Terminando agora com Seltor. A personagem é das mais intrigantes da história, ainda não percebi bem qual é o seu objectivo (ainda bem), suspeito que talvez ele não seja o típico "dark lord"... talvez até pelo contrário, estará ele a tentar salvar o mundo, e as personagens (sem se aperceberem) a tentar impedi-lo de alcançar esse objectivo? Todos aqueles deuses pareceram-me muito estranhos... este é um dos mistérios que me dá vontade de ir já começar o próximo livro. Contudo não se livra de uma criticazinha! Novamente, o problema da revelação do que acontece com certas personagens. Para mim, Seltor devia ser a personagem mais misteriosa de todas, apenas aparecendo quando interage com alguma outra personagem e não como foco de um capítulo. Acho que teria sido muito mais impactante se, ao longo do enredo, fossem sido deixadas pistas de que algo se passava com os deuses... estes não estavam a responder aos seus fieis e assim. Isto acontece, mas não é mistério nenhum, pois temos capítulos centrados em Seltor, onde este anda a matar os deuses... mais uma vez inviabilizando o potencial mistério.

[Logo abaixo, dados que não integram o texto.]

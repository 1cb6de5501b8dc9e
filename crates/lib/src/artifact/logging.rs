//! Logging decorator for artifact handlers.

use std::path::{Path, PathBuf};
use std::sync::Arc;
use std::time::Instant;

use async_trait::async_trait;
use tracing::{debug, info, warn};

use super::{Artifact, ArtifactError, ArtifactHandler, BuildOpts};
use crate::engine::{Builder, Engine};

/// Forwards every call to `inner`, logging each one with the descriptor.
pub struct LoggingHandler {
  descriptor: String,
  inner: Box<dyn ArtifactHandler>,
}

impl LoggingHandler {
  pub fn new(descriptor: impl Into<String>, inner: Box<dyn ArtifactHandler>) -> Self {
    Self {
      descriptor: descriptor.into(),
      inner,
    }
  }
}

#[async_trait]
impl ArtifactHandler for LoggingHandler {
  fn filename(&self) -> Result<String, ArtifactError> {
    self.inner.filename()
  }

  async fn dependencies(&self) -> Result<Vec<Arc<Artifact>>, ArtifactError> {
    debug!(descriptor = %self.descriptor, "resolving dependencies");
    let deps = self.inner.dependencies().await?;
    debug!(descriptor = %self.descriptor, count = deps.len(), "resolved dependencies");
    Ok(deps)
  }

  async fn builder(&self, opts: &BuildOpts<'_>) -> Result<Builder, ArtifactError> {
    debug!(descriptor = %self.descriptor, "preparing builder");
    self.inner.builder(opts).await
  }

  async fn build_file(&self, builder: &Builder, opts: &BuildOpts<'_>) -> Result<PathBuf, ArtifactError> {
    info!(descriptor = %self.descriptor, "building file");
    let start = Instant::now();
    let result = self.inner.build_file(builder, opts).await;
    match &result {
      Ok(path) => info!(
        descriptor = %self.descriptor,
        path = %path.display(),
        elapsed_ms = start.elapsed().as_millis() as u64,
        "built file"
      ),
      Err(e) => warn!(descriptor = %self.descriptor, error = %e, "file build failed"),
    }
    result
  }

  async fn build_dir(&self, builder: &Builder, opts: &BuildOpts<'_>) -> Result<PathBuf, ArtifactError> {
    info!(descriptor = %self.descriptor, "building directory");
    let start = Instant::now();
    let result = self.inner.build_dir(builder, opts).await;
    match &result {
      Ok(path) => info!(
        descriptor = %self.descriptor,
        path = %path.display(),
        elapsed_ms = start.elapsed().as_millis() as u64,
        "built directory"
      ),
      Err(e) => warn!(descriptor = %self.descriptor, error = %e, "directory build failed"),
    }
    result
  }

  async fn verify_file(&self, engine: &Engine, file: &Path) -> Result<(), ArtifactError> {
    info!(descriptor = %self.descriptor, file = %file.display(), "verifying file");
    let result = self.inner.verify_file(engine, file).await;
    if let Err(e) = &result {
      warn!(descriptor = %self.descriptor, error = %e, "verification failed");
    }
    result
  }

  async fn verify_directory(&self, engine: &Engine, dir: &Path) -> Result<(), ArtifactError> {
    info!(descriptor = %self.descriptor, dir = %dir.display(), "verifying directory");
    let result = self.inner.verify_directory(engine, dir).await;
    if let Err(e) = &result {
      warn!(descriptor = %self.descriptor, error = %e, "verification failed");
    }
    result
  }
}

E já se faz tarde, vou ficar por aqui. Desta vez vou dar o benefício da dúvida ao livro, acho que tudo tem vindo a melhorar desde o primeiro volume. Vou dar um 4/5 a este... mas é um 4 pequenino. Isto ainda pode crescer.

Agora, começo já o próximo ou leio outra coisa entretanto? Ainda não sei. Eu tenho a sensação de que prefiro ler estes livros de enfiada, pelo menos uns 2-4 capítulos (dependendo do tamanho destes) mínimo por dia. Devido à minha situação actual, apenas devo conseguir ler uns poucos capítulos ao fim de semana... podendo levar meses a acabar o livro. E depois, mesmo fazendo apontamentos (como fiz para este), vou-me esquecer de pormenores... entre o alvoroço das aulas e avaliações dos alunos não sei se me consigo concentrar na história. Talvez apenas volte a pegar nisto no Verão, mas também não queria ficar sem ler nada durante meses... enfim depois penso como fazer, nem sei porque estou aqui a escrever isto, já se faz tarde.

Ainda vou ouvir uma das conversas do autor (Filipe Faria), com a autora Madalena Santos. Filipe Faria teve uma excelente ideia em começar um canal de YouTube, onde tem conversas com outros autores portugueses. Acho fascinante e uma enorme fonte de inspiração para alguém como eu, com esperanças de um dia conseguir publicar alguma coisa... mas primeiro tenho de ler, ler e ler... e depois escrever e escrever e mais escrever... tudo a seu tempo.

Uma vénia à arte da capa original do livro... uma pena eu não ter essa versão.



 Ah! Já agora, por nenhuma razão em especial, durante estas férias de natal arrumei a minha estante de livros! Não tenho muitos e, infelizmente, não os consigo organizar bem, pois a estante (feita á mão pela minha mãe à uns anos - ela tem jeito para estas coisas) não tem todas a prateleiras uniformes, portanto alguns livros que deviam estar juntos não cabem por uma questão de milímetros. Mas enfim, para a estante de livros "só meus" (na divisão ao lado não faltam livros, mas estes são os adquiridos por mim, para mim) já não está mau para um principiante.